The result is healthier, more nutritious beef with healthy levels of omega-3 fatty acids and vitamins. With a taste that rivals any cut of grain-fed beef, pastured cows are becoming increasingly popular around the country.
The Truth About Feedlot Cows
Feeding cows a steady diet of grain and antibiotics is a relatively new phenomenon. Not so long ago, raising cows on pasture from beginning to end of life was the norm. It wasn't until farmers and scientists discovered they could raise a cow more quickly with antibiotics and fatten them with a grain-based diet that cattle farms went from pasture to feedlot. Cows that normally took four or five years to reach an appropriate size and weight for slaughter are now raised in 14 to 16 months. They are able to gain a tremendous amount of weight by consuming corn and grains, which is not a native diet for the cows. Cows belong to a group of animals called ruminants, which means their delicate two-stomach digestive system is meant to process grass in a way that most mammals cannot. They are also pumped full of antibiotics and growth hormones in order for concentrated animal feeding operations (CAFOs) to produce as many fat cows as they could in the shortest amount of time.
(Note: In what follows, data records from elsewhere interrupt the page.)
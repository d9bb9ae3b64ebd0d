//! mailboard: a threaded, multi-account mailbox engine.
//!
//! Per-account, per-folder fetch/sync results are merged into one canonical
//! message set, threaded, and projected into per-folder columns that
//! subscribers watch. User actions are applied locally first and committed
//! after an undo window.

pub mod collection;
pub mod columns;
pub mod config;
pub mod constants;
pub mod engine;
pub mod error;
pub mod logging;
pub mod mail;
pub mod mailbox;
pub mod request;

#[cfg(test)]
mod testing;

pub use columns::{ColumnSnapshot, ColumnStatus, Columns};
pub use config::Config;
pub use engine::{Engine, FetchOptions, SyncOutcome, spawn_sync_loop};
pub use error::{ThreadingError, TransportError, TransportErrorKind};
pub use mail::{MailTransport, Message, TransferKind};
pub use mailbox::{Mailbox, MailboxMode, MailboxStore, ProcessOptions, Thread};
pub use request::{RequestError, RequestScheduler, UndoQueue, UndoToken};
//! Periodic live sync of the navigation folders.

use futures::future::join_all;
use tokio::sync::mpsc;
use tokio::task::JoinHandle;
use tokio::time::MissedTickBehavior;

use super::Engine;

/// Spawn the live sync loop. Every tick loads (first time) or syncs each
/// always-visible folder; ticks are skipped while a search is active. The
/// loop ends when `shutdown_rx` receives or its sender is dropped, committing
/// pending actions on the way out.
pub fn spawn_sync_loop(engine: Engine, shutdown_rx: mpsc::Receiver<()>) -> JoinHandle<()> {
    tokio::spawn(sync_loop(engine, shutdown_rx))
}

async fn sync_loop(engine: Engine, mut shutdown_rx: mpsc::Receiver<()>) {
    let mut ticker = tokio::time::interval(engine.config().sync_interval());
    ticker.set_missed_tick_behavior(MissedTickBehavior::Delay);
    let folders = engine.config().always_visible_folders();

    loop {
        tokio::select! {
            _ = ticker.tick() => {
                if engine.is_searching().await {
                    tracing::debug!("Search active, skipping sync");
                    continue;
                }

                tracing::debug!("Syncing {} folders", folders.len());
                join_all(
                    folders
                        .iter()
                        .map(|folder| engine.initialize_or_sync_folder(folder)),
                )
                .await;
            }

            _ = shutdown_rx.recv() => {
                tracing::debug!("Sync loop received shutdown signal");
                engine.flush_pending().await;
                return;
            }
        }
    }
}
Feedlots often house less-than-favorable conditions for cows. Since many cows are often raised at once, it's not unusual for their waste to be left untended and diseases to fester unnoticed. Since they are not fed a natural diet, cows on grains often have problems with the pH balance in their rumens and can develop ruminitis, liver abscesses, or acidosis. Quick cattle processing can often mean less humane slaughtering methods, as well.
Health Benefits of Grass-Fed Beef
Aside from deplorable living conditions and unnatural diets, grain-fed cows also lack the health benefits of cows raised on grass. One of the most notable benefits of grass-fed beef is that it has an ideal ratio of omega; grass-fed beef has an omega 6:3 ratio of 0.16 to 1, while grain-fed beef can often have an omega 6:3 ratio higher than 20:1. The ratio of fats in grass-fed beef is perfect for our bodies and lower in saturated fat than grain-fed beef.
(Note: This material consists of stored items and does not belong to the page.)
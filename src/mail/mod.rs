pub mod thread;
pub mod transport;
pub mod types;

pub use thread::{ContainerId, MessageThreader, ThreadForest, is_reply_or_forward, normalize_subject};
pub use transport::{MailTransport, TransferKind};
pub use types::{
    Address, DELETED, FLAGGED, FetchResult, FetchedEmail, Flags, FolderMeta, FolderQuery, Message,
    SEEN, SyncResult, account_message_id,
};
Another benefit of grass-fed beef is something called conjugated linoleic acid, or CLA. Ruminants that are raised on grass have three to five times more CLA than animals that are raised on grain. Studies have shown that CLA has antioxidant properties, and has even been known to prevent some forms of cancer. This powerful information is just another reason to introduce grass-fed beef into everyday diets.
Grass-fed beef also has higher levels of beta carotene and vitamin E.
Environmental Benefits of Grass-Fed Beef
In addition to the health benefits of grass-fed meat, it's also better for the environment. First and foremost, cows raised on pastures use far less fossil fuels since they harvest and fertilize the grass. Feedlot cows are fed corn and grains which are fertilized with precious fossil fuels, and are often sprayed with pesticides. Rain runoff from the manure of feedlot cows can spread pesticides and antibiotics to other farms, crops, and public water sources.
Studies have also shown that pastured animals can help reduce soil erosion and even reduce greenhouse gases in the atmosphere. While grass-fed cattle produce more methane than grain-fed cattle, pastures and paddocks create a phenomenon called "carbon sequestration" which offsets the amount of methane released by cows in the fields. Pastured cows also release less ammonia in their waste, which further protects the atmosphere.